It is a bold step for any organization to ask its primary stakeholders to rate the service it provides.

When the Bluffton Township Fire Department scheduled a meeting for community stakeholders – the citizens it serves – in early September, residents were asked to prioritize a list of fire department services by comparing how important one service was over another.

“We wanted to know what the community felt was the most important thing to them, and if we can mold our strategic plan around that, then we will do that,” said Senior Firefighter Rhett Livingston.

The strategic plan is one of five components required to achieve accreditation through the Commission of Fire Accreditation International (CFAI), a mission the department taking on. Livingston, the department’s accreditation manager, said “The goal is to be better for our customers, and how we do that is identifying our weaknesses.”

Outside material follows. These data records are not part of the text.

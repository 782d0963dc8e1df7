//! Episode-scoped requests.
//!
//! Titles are classified against the requested episode before any probe
//! call is made: single episodes go through per-item verification, season
//! and multi-season archives go through pack inspection, and everything
//! else is dropped.

mod relevance;
mod types;

pub use relevance::{classify_relevance, EpisodeRelevance};
pub use types::EpisodeInfo;
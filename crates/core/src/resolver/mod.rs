//! Run controller and public entry points.

mod runner;
mod types;

pub use runner::{resolve_cached_releases, CacheResolver};
pub use types::*;
pub mod config;
pub mod episode;
pub mod handler;
pub mod metrics;
pub mod probe;
pub mod quota;
pub mod release;
pub mod resolver;
pub mod testing;
pub mod tiers;

pub use config::{
    load_config, load_config_from_str, validate_config, ConfigError, PriorityConfig, QuotaConfig,
    ResolverConfig, SeasonPackConfig, TraversalConfig,
};
pub use episode::{classify_relevance, EpisodeInfo, EpisodeRelevance};
pub use handler::{CacheHandler, HandlerCapabilities, HandlerError, SeasonPackHint};
pub use probe::{ProbeStats, ResultRecord, VerificationSource};
pub use quota::{
    CodecCaps, LedgerSnapshot, QuotaLedger, QuotaLimits, Rejection, ResolutionCaps,
    SatisfiedQuotas,
};
pub use release::{
    normalize_all, normalize_release, CandidateRelease, Classifier, Codec, DefaultClassifier,
    NormalizedRelease, QualityCategory, Resolution,
};
pub use resolver::{
    resolve_cached_releases, CacheResolver, Phase, PhaseReport, PhaseStatus, ResolveOutcome,
    ResolveRequest, StopReason,
};
pub use tiers::{SortPolicy, TierGroups, TierName, TraversalMode};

The results were not a surprise, Livingston said, with emergency medical services the top priority for more than 230 residents who participated in this first step. Behind EMS came fire suppression, rescue – basic and technical, emergency management, community risk reduction, hazardous materials mitigation, fire investigation and public fire and life safety education.

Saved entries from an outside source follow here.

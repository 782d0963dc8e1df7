//! Per-run probe state shared by the tier walk and season-pack inspection.

use std::collections::HashSet;
use std::future::Future;

use tokio_util::sync::CancellationToken;
use tracing::{debug, warn};

use crate::config::ResolverConfig;
use crate::episode::EpisodeInfo;
use crate::handler::{CacheHandler, HandlerCapabilities, HandlerError};
use crate::metrics;
use crate::quota::QuotaLedger;
use crate::release::{has_penalized_audio, is_webrip_class, QualityCategory, Resolution};

use super::types::{ProbeStats, ResultSet};

/// Categories whose 2160p and 1080p buckets end the run once full.
const EARLY_EXIT_CATEGORIES: [QualityCategory; 2] =
    [QualityCategory::Remux, QualityCategory::BluRay];

/// Result of a single guarded handler call.
pub(crate) enum CallResult<T> {
    Ok(T),
    Failed,
    Cancelled,
}

/// Which handler operation a call goes to.
#[derive(Debug, Clone, Copy)]
pub(crate) enum ProbeMethod {
    Batch,
    Live,
    SeasonPack,
}

impl ProbeMethod {
    fn as_str(&self) -> &'static str {
        match self {
            ProbeMethod::Batch => "batch",
            ProbeMethod::Live => "live",
            ProbeMethod::SeasonPack => "season_pack",
        }
    }
}

/// Everything one resolver run owns while it probes.
///
/// Never shared between runs: each run builds its own ledger and trackers.
pub struct ProbeRun<'a> {
    pub(crate) handler: &'a dyn CacheHandler,
    pub(crate) config: &'a ResolverConfig,
    pub(crate) episode: Option<EpisodeInfo>,
    pub(crate) capabilities: HandlerCapabilities,
    pub(crate) ledger: QuotaLedger,
    pub(crate) results: ResultSet,
    pub(crate) stats: ProbeStats,
    pub(crate) batch_cached: HashSet<String>,
    pub(crate) visited: HashSet<String>,
    cancel: CancellationToken,
    live_checks_left: Option<u32>,
}

impl<'a> ProbeRun<'a> {
    pub fn new(
        handler: &'a dyn CacheHandler,
        config: &'a ResolverConfig,
        ledger: QuotaLedger,
        episode: Option<EpisodeInfo>,
        cancel: CancellationToken,
    ) -> Self {
        Self {
            capabilities: handler.capabilities(),
            handler,
            config,
            episode,
            ledger,
            results: ResultSet::new(),
            stats: ProbeStats::default(),
            batch_cached: HashSet::new(),
            visited: HashSet::new(),
            cancel,
            live_checks_left: config.max_live_checks,
        }
    }

    pub fn ledger(&self) -> &QuotaLedger {
        &self.ledger
    }

    pub fn results(&self) -> &ResultSet {
        &self.results
    }

    pub fn stats(&self) -> ProbeStats {
        self.stats
    }

    pub fn into_parts(self) -> (ResultSet, QuotaLedger, ProbeStats) {
        (self.results, self.ledger, self.stats)
    }

    /// Caller cancellation or handler abort.
    pub fn is_stopped(&self) -> bool {
        self.cancel.is_cancelled() || self.handler.is_aborted()
    }

    /// Remux and BluRay full at 2160p and 1080p. Never true in bypass mode.
    pub fn early_exit_reached(&self) -> bool {
        self.ledger
            .all_satisfied(&EARLY_EXIT_CATEGORIES, &Resolution::HIGH)
    }

    /// Release-class toggles.
    pub(crate) fn passes_priorities(&self, name: &str) -> bool {
        let priorities = &self.config.priorities;
        if !priorities.allow_webrip && is_webrip_class(name) {
            return false;
        }
        if !priorities.allow_aac_opus && has_penalized_audio(name) {
            return false;
        }
        true
    }

    /// The single up-front batched existence check.
    ///
    /// A failed call leaves the batch set empty; live checks take over.
    pub(crate) async fn initial_batch_check(&mut self, hashes: &[String]) -> CallResult<usize> {
        if hashes.is_empty() {
            return CallResult::Ok(0);
        }
        let handler = self.handler;
        match self
            .guarded(ProbeMethod::Batch, handler.check_cached_hashes(hashes))
            .await
        {
            CallResult::Ok(cached) => {
                // Only keep hashes that were asked about.
                let asked: HashSet<&str> = hashes.iter().map(String::as_str).collect();
                self.batch_cached = cached
                    .into_iter()
                    .map(|h| h.to_lowercase())
                    .filter(|h| asked.contains(h.as_str()))
                    .collect();
                debug!(
                    asked = hashes.len(),
                    cached = self.batch_cached.len(),
                    "Batch existence check finished"
                );
                CallResult::Ok(self.batch_cached.len())
            }
            CallResult::Failed => CallResult::Failed,
            CallResult::Cancelled => CallResult::Cancelled,
        }
    }

    /// Take one unit of the live-check budget, if any is left.
    pub(crate) fn take_live_check(&mut self) -> bool {
        match self.live_checks_left.as_mut() {
            None => true,
            Some(0) => false,
            Some(left) => {
                *left -= 1;
                true
            }
        }
    }

    /// Run a handler call, racing it against cancellation.
    ///
    /// Errors are logged, counted and reported as [`CallResult::Failed`].
    pub(crate) async fn guarded<T, F>(&mut self, method: ProbeMethod, call: F) -> CallResult<T>
    where
        F: Future<Output = Result<T, HandlerError>>,
    {
        match method {
            ProbeMethod::Batch => self.stats.batch_calls += 1,
            ProbeMethod::Live => self.stats.live_calls += 1,
            ProbeMethod::SeasonPack => self.stats.pack_calls += 1,
        }
        let _timer = metrics::PROBE_DURATION
            .with_label_values(&[method.as_str()])
            .start_timer();

        // Cancellation wins over a call that is already ready.
        let outcome = tokio::select! {
            biased;
            _ = self.cancel.cancelled() => None,
            result = call => Some(result),
        };

        match outcome {
            None => {
                debug!(method = method.as_str(), "Handler call cancelled");
                CallResult::Cancelled
            }
            Some(Ok(value)) => {
                metrics::PROBE_CALLS
                    .with_label_values(&[method.as_str(), "ok"])
                    .inc();
                CallResult::Ok(value)
            }
            Some(Err(e)) => {
                self.stats.failed_calls += 1;
                metrics::PROBE_CALLS
                    .with_label_values(&[method.as_str(), e.kind()])
                    .inc();
                warn!(
                    "{} {} call failed, treating as not cached: {}",
                    self.handler.identifier(),
                    method.as_str(),
                    e
                );
                CallResult::Failed
            }
        }
    }
}
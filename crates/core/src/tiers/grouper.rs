//! Category×resolution grouping and the tier walk orders built on it.

use std::cmp::Ordering;
use std::collections::BTreeMap;

use crate::release::{NormalizedRelease, QualityCategory, Resolution};

use super::types::{SortPolicy, TierName};

type Buckets = BTreeMap<QualityCategory, BTreeMap<Resolution, Vec<NormalizedRelease>>>;

/// Releases grouped by category and resolution, each bucket sorted.
#[derive(Debug, Clone, Default)]
pub struct TierGroups {
    buckets: Buckets,
    len: usize,
}

impl TierGroups {
    /// Group and sort. Input order only matters for exact ties, which the
    /// info-hash tie-break removes.
    pub fn build(releases: Vec<NormalizedRelease>, policy: SortPolicy) -> Self {
        let len = releases.len();
        let mut buckets = Buckets::new();
        for release in releases {
            buckets
                .entry(release.category)
                .or_default()
                .entry(release.resolution)
                .or_default()
                .push(release);
        }
        for per_res in buckets.values_mut() {
            for list in per_res.values_mut() {
                list.sort_by(|a, b| compare(a, b, policy));
            }
        }
        Self { buckets, len }
    }

    pub fn len(&self) -> usize {
        self.len
    }

    pub fn is_empty(&self) -> bool {
        self.len == 0
    }

    pub fn bucket(
        &self,
        category: QualityCategory,
        resolution: Resolution,
    ) -> &[NormalizedRelease] {
        self.buckets
            .get(&category)
            .and_then(|per_res| per_res.get(&resolution))
            .map(Vec::as_slice)
            .unwrap_or(&[])
    }

    /// Every release, category-major then resolution, in bucket order.
    pub fn iter(&self) -> impl Iterator<Item = &NormalizedRelease> {
        self.buckets
            .values()
            .flat_map(|per_res| per_res.values())
            .flatten()
    }

    /// Walk the given buckets category-major.
    pub fn walk(
        &self,
        categories: &[QualityCategory],
        resolutions: &[Resolution],
    ) -> Vec<&NormalizedRelease> {
        categories
            .iter()
            .flat_map(|c| resolutions.iter().map(move |r| (*c, *r)))
            .flat_map(|(c, r)| self.bucket(c, r))
            .collect()
    }

    pub fn tier(&self, tier: TierName) -> Vec<&NormalizedRelease> {
        self.walk(tier.categories(), tier.resolutions())
    }

    /// All four tiers restricted to `resolutions`, tier by tier.
    pub fn tiers_at(&self, resolutions: &[Resolution]) -> Vec<&NormalizedRelease> {
        TierName::ALL
            .iter()
            .flat_map(|tier| {
                let allowed: Vec<Resolution> = tier
                    .resolutions()
                    .iter()
                    .copied()
                    .filter(|r| resolutions.contains(r))
                    .collect();
                self.walk(tier.categories(), &allowed)
            })
            .collect()
    }
}

fn compare(a: &NormalizedRelease, b: &NormalizedRelease, policy: SortPolicy) -> Ordering {
    let primary = match policy {
        SortPolicy::SeedersThenSize => b
            .seeders
            .cmp(&a.seeders)
            .then_with(|| b.size_bytes.cmp(&a.size_bytes)),
        SortPolicy::SizeOnly => b.size_bytes.cmp(&a.size_bytes),
    };
    primary.then_with(|| a.info_hash.cmp(&b.info_hash))
}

Consultants who led the meeting came from the Center for Public Safety Excellence (CPSE), a nonprofit, international technical organization whose mission “is to lead the fire and emergency service to excellence through the continuous quality improvement process of accreditation, credentialing and education,” according to its website.

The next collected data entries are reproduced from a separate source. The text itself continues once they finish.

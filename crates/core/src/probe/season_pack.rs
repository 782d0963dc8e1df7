//! Speculative season-pack inspection.
//!
//! Pack candidates are ranked once, then inspected in fixed-size windows with
//! one handler call per window. The number of calls is bounded by
//! `max_rounds` no matter how many packs the scrapers returned.

use std::cmp::Ordering;
use std::collections::{HashMap, HashSet};

use tracing::{debug, info};

use crate::episode::classify_relevance;
use crate::metrics;
use crate::release::NormalizedRelease;
use crate::tiers::TierGroups;

use super::orchestrator::rejection_label;
use super::run::{CallResult, ProbeMethod, ProbeRun};
use super::types::{ResultRecord, VerificationSource, WalkOutcome};

impl ProbeRun<'_> {
    /// Pack candidates in inspection order.
    ///
    /// Only packs that could still be accepted are kept: not already a
    /// result, allowed by the priority toggles, and with quota left.
    pub fn rank_season_packs<'g>(&self, groups: &'g TierGroups) -> Vec<&'g NormalizedRelease> {
        let Some(episode) = self.episode else {
            return Vec::new();
        };
        let mut seen = HashSet::new();
        let mut packs: Vec<&NormalizedRelease> = groups
            .iter()
            .filter(|r| classify_relevance(&r.name, &episode).is_pack())
            .filter(|r| !self.results.contains(&r.info_hash))
            .filter(|r| self.passes_priorities(&r.name))
            .filter(|r| {
                self.ledger.is_bypassed() || self.ledger.remaining(r.category, r.resolution) > 0
            })
            .filter(|r| seen.insert(r.info_hash.clone()))
            .collect();
        packs.sort_by(|a, b| rank(a, b));
        packs
    }

    /// Inspect ranked packs in rounds until enough are accepted.
    pub async fn probe_season_packs(&mut self, groups: &TierGroups) -> WalkOutcome {
        let Some(episode) = self.episode else {
            return WalkOutcome::Completed;
        };
        if !self.capabilities.season_packs {
            return WalkOutcome::Completed;
        }

        let packs = self.rank_season_packs(groups);
        if packs.is_empty() {
            debug!("No season pack candidates to inspect");
            return WalkOutcome::Completed;
        }

        let settings = &self.config.season_packs;
        let (window_size, max_rounds, target) = (
            settings.window_size.max(1),
            settings.max_rounds,
            settings.target_packs,
        );
        let mut accepted = 0usize;

        for (round, window) in packs.chunks(window_size).take(max_rounds).enumerate() {
            if accepted >= target {
                break;
            }
            if self.is_stopped() {
                return WalkOutcome::Cancelled;
            }
            if self.early_exit_reached() {
                return WalkOutcome::EarlyExit;
            }

            let hashes: Vec<String> = window.iter().map(|r| r.info_hash.clone()).collect();
            let handler = self.handler;
            let confirmed: HashMap<String, _> = match self
                .guarded(
                    ProbeMethod::SeasonPack,
                    handler.batch_check_season_packs(&hashes, episode.season, episode.episode),
                )
                .await
            {
                CallResult::Ok(confirmed) => confirmed
                    .into_iter()
                    .map(|(hash, hint)| (hash.to_lowercase(), hint))
                    .collect(),
                CallResult::Failed => continue,
                CallResult::Cancelled => return WalkOutcome::Cancelled,
            };

            debug!(
                round = round + 1,
                inspected = hashes.len(),
                confirmed = confirmed.len(),
                "Season pack round finished"
            );

            for pack in window {
                if accepted >= target {
                    break;
                }
                let Some(hint) = confirmed.get(&pack.info_hash) else {
                    continue;
                };
                if self.results.contains(&pack.info_hash) {
                    continue;
                }
                if let Err(rejection) = self.ledger.admit(pack) {
                    metrics::CANDIDATES_SKIPPED
                        .with_label_values(&[rejection_label(&rejection)])
                        .inc();
                    continue;
                }

                info!(name = %pack.name, episode = %episode, "Accepted season pack");
                self.ledger.record(pack.category, pack.resolution, pack.codec);
                self.visited.insert(pack.info_hash.clone());
                metrics::RELEASES_ACCEPTED
                    .with_label_values(&[VerificationSource::BatchPackInspection.metric_label()])
                    .inc();
                self.results.push(
                    ResultRecord::new((*pack).clone(), VerificationSource::BatchPackInspection)
                        .with_hint(hint.clone()),
                );
                accepted += 1;
            }
        }

        WalkOutcome::Completed
    }
}

/// Quality, then resolution, then size (all descending), then hash.
fn rank(a: &NormalizedRelease, b: &NormalizedRelease) -> Ordering {
    b.category
        .quality_score()
        .cmp(&a.category.quality_score())
        .then_with(|| {
            b.resolution
                .resolution_score()
                .cmp(&a.resolution.resolution_score())
        })
        .then_with(|| b.size_bytes.cmp(&a.size_bytes))
        .then_with(|| a.info_hash.cmp(&b.info_hash))
}

#[cfg(test)]
mod tests {
    use super::*;
    use crate::config::ResolverConfig;
    use crate::episode::EpisodeInfo;
    use crate::handler::{HandlerCapabilities, HandlerError, SeasonPackHint};
    use crate::quota::{QuotaLedger, SatisfiedQuotas};
    use crate::release::{QualityCategory, Resolution};
    use crate::testing::fixtures::{named, pack_hint};
    use crate::testing::MockCacheHandler;
    use crate::tiers::SortPolicy;
    use tokio_util::sync::CancellationToken;

    fn run<'a>(handler: &'a MockCacheHandler, config: &'a ResolverConfig) -> ProbeRun<'a> {
        ProbeRun::new(
            handler,
            config,
            QuotaLedger::new(config.quotas.clone(), SatisfiedQuotas::new(), false),
            Some(EpisodeInfo::new(2, 5)),
            CancellationToken::new(),
        )
    }

    fn packs(count: usize) -> TierGroups {
        let releases = (0..count)
            .map(|i| {
                named(
                    &format!("pack{:02}", i),
                    &format!("Show.S02.1080p.Group{}", i),
                    QualityCategory::Other,
                    Resolution::P1080,
                )
            })
            .collect();
        TierGroups::build(releases, SortPolicy::default())
    }

    #[test]
    fn test_rank_quality_then_resolution_then_size() {
        let handler = MockCacheHandler::new();
        let config = ResolverConfig::default();
        use QualityCategory::{Remux, WebDl};
        use Resolution::{P1080, P2160};

        let mut web = named("web", "Show.S02.2160p.WEB-DL", WebDl, P2160);
        web.size_bytes = 10;
        let mut remux_small = named("remux1", "Show.S02.1080p.REMUX", Remux, P1080);
        remux_small.size_bytes = 1;
        let mut remux_big = named("remux2", "Show.S02.1080p.REMUX", Remux, P1080);
        remux_big.size_bytes = 2;
        let remux_4k = named("remux3", "Show.S02.2160p.REMUX", Remux, P2160);
        let episode = named("ep", "Show.S02E05.2160p.REMUX", Remux, P2160);
        let groups = TierGroups::build(
            vec![web, remux_small, remux_big, remux_4k, episode],
            SortPolicy::default(),
        );

        let ranked: Vec<&str> = run(&handler, &config)
            .rank_season_packs(&groups)
            .iter()
            .map(|r| r.info_hash.as_str())
            .collect();
        assert_eq!(ranked, vec!["remux3", "remux2", "remux1", "web"]);
    }

    #[tokio::test]
    async fn test_rounds_are_bounded() {
        let handler = MockCacheHandler::new().with_capabilities(HandlerCapabilities::full());
        let config = ResolverConfig::default();
        let mut run = run(&handler, &config);

        let outcome = run.probe_season_packs(&packs(40)).await;

        assert_eq!(outcome, WalkOutcome::Completed);
        let calls = handler.pack_checks().await;
        assert_eq!(calls.len(), 3);
        assert!(calls.iter().all(|c| c.hashes.len() == 5));
        assert_eq!(calls[0].season, 2);
        assert_eq!(calls[0].episode, 5);
        assert!(run.results().is_empty());
    }

    #[tokio::test]
    async fn test_stops_at_target() {
        let handler = MockCacheHandler::new()
            .with_capabilities(HandlerCapabilities::full())
            .with_pack("pack00", Some(pack_hint("Show/S02E05.mkv")))
            .with_pack("pack01", None)
            .with_pack("pack02", None)
            .with_pack("pack07", None);
        let config = ResolverConfig::default();
        let mut run = run(&handler, &config);

        run.probe_season_packs(&packs(20)).await;

        assert_eq!(handler.pack_checks().await.len(), 1);
        assert_eq!(run.results().len(), 2);
        let first = &run.results().records()[0];
        assert_eq!(first.from, VerificationSource::BatchPackInspection);
        assert_eq!(
            first.episode_file_hint.as_ref().map(|h| h.file_path.as_str()),
            Some("Show/S02E05.mkv")
        );
        assert!(run.results().records()[1].episode_file_hint.is_none());
    }

    #[tokio::test]
    async fn test_quota_still_applies_to_packs() {
        let handler = MockCacheHandler::new()
            .with_capabilities(HandlerCapabilities::full())
            .with_pack("a", None)
            .with_pack("b", None);
        let mut config = ResolverConfig::default();
        config.season_packs.target_packs = 5;
        let mut run = run(&handler, &config);
        let groups = TierGroups::build(
            vec![
                named("a", "Show.S02.1080p.REMUX", QualityCategory::Remux, Resolution::P1080),
                named("b", "Show.S02.1080p.REMUX.v2", QualityCategory::Remux, Resolution::P1080),
            ],
            SortPolicy::default(),
        );

        run.probe_season_packs(&groups).await;

        assert_eq!(run.results().len(), 1);
    }

    #[tokio::test]
    async fn test_unsupported_handler_is_skipped() {
        let handler = MockCacheHandler::new()
            .with_pack("pack00", None)
            .with_capabilities(HandlerCapabilities::default());
        let config = ResolverConfig::default();
        let mut run = run(&handler, &config);

        run.probe_season_packs(&packs(3)).await;

        assert!(handler.pack_checks().await.is_empty());
        assert!(run.results().is_empty());
    }

    #[tokio::test]
    async fn test_failed_round_moves_on() {
        let handler = MockCacheHandler::new()
            .with_capabilities(HandlerCapabilities::full())
            .with_pack("pack06", None);
        handler
            .set_next_error(HandlerError::Unavailable("down".into()))
            .await;
        let config = ResolverConfig::default();
        let mut run = run(&handler, &config);

        run.probe_season_packs(&packs(10)).await;

        assert_eq!(handler.pack_checks().await.len(), 2);
        assert_eq!(run.results().len(), 1);
        assert_eq!(run.stats().failed_calls, 1);
    }

    #[tokio::test]
    async fn test_confirmed_hashes_match_case_insensitively() {
        let handler = MockCacheHandler::new()
            .with_pack("pack01", Some(pack_hint("Show/S02E05.mkv")))
            .with_uppercase_responses();
        let config = ResolverConfig::default();
        let mut run = run(&handler, &config);

        run.probe_season_packs(&packs(3)).await;

        assert_eq!(handler.pack_checks().await.len(), 1);
        assert_eq!(run.results().len(), 1);
        let record = &run.results().records()[0];
        assert_eq!(record.info_hash(), "pack01");
        assert!(record.episode_file_hint.is_some());
    }

    #[test]
    fn test_hint_fixture() {
        let hint: SeasonPackHint = pack_hint("a.mkv");
        assert_eq!(hint.file_path, "a.mkv");
    }
}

After the meeting with residents, the CPSE consultants then worked with the internal stakeholders – members from all levels of the fire department.

“They led us through three days of developing goals and objectives based upon the input received from the community survey data and the internal stakeholder group,” said BTFD Fire Chief John Thompson.

BTFD hopes to gain accreditation at CFAI’s final hearing next August. If it succeeds, Bluffton will be one of fewer than 300 fire companies worldwide with the accreditation, but it won’t come easily.

Among the first steps the department took was to restructure the district’s mission and values statements to be more in line with information gathered from residents and department members.

“We started addressing the external stakeholders’ findings and came up with goals and objectives for each one of those,” said Livingston. “It can be detailed and lengthy to accomplish those goals.”

The department members must create and fulfill five components: the standard of cover (SOC) document, which details how department personnel are to perform; a strategic plan document; fire and emergency services self-assessment manual (FESSAM) – an internal evaluation document; a CFAI site visit; and the CFAI Commission hearing.

Strategic planning with stated goals and objectives are excellent tools, but what does it mean for Bluffton residents?

“In many cases, the changes will be seamless and will result in internal policy and procedure adjustments,” Thompson said. “However, as the adjustments take hold and we become more efficient, the public should see a shortening in response times and the provision of constantly improving service levels for all call types and programs.”

The process does not allow the department to rest on its laurels but requires a constant monitoring of its capabilities to meet the community’s needs.

“Our accreditation is performance-based – when we go on calls, how fast is it between picking up 9-1-1 at the communications center to dispatching, to going on route, to arrival,” Livingston said. “The ultimate goal is to help and be better performing for the community.”

Completion of the steps will take place during the next 10 months. The district will have the SOC and the strategic plan components by Jan. 1, 2019, according to Thompson. The self-assessment manual component will be completed by March 1. The site visit will take place between April 1 and June 1.

The CFAI Commission hearing will occur at the International Association of Fire Chief’s Annual Conference in Atlanta from Aug. 7-10.

Gwyneth J. Saunders is a veteran journalist and freelance writer living in Bluffton.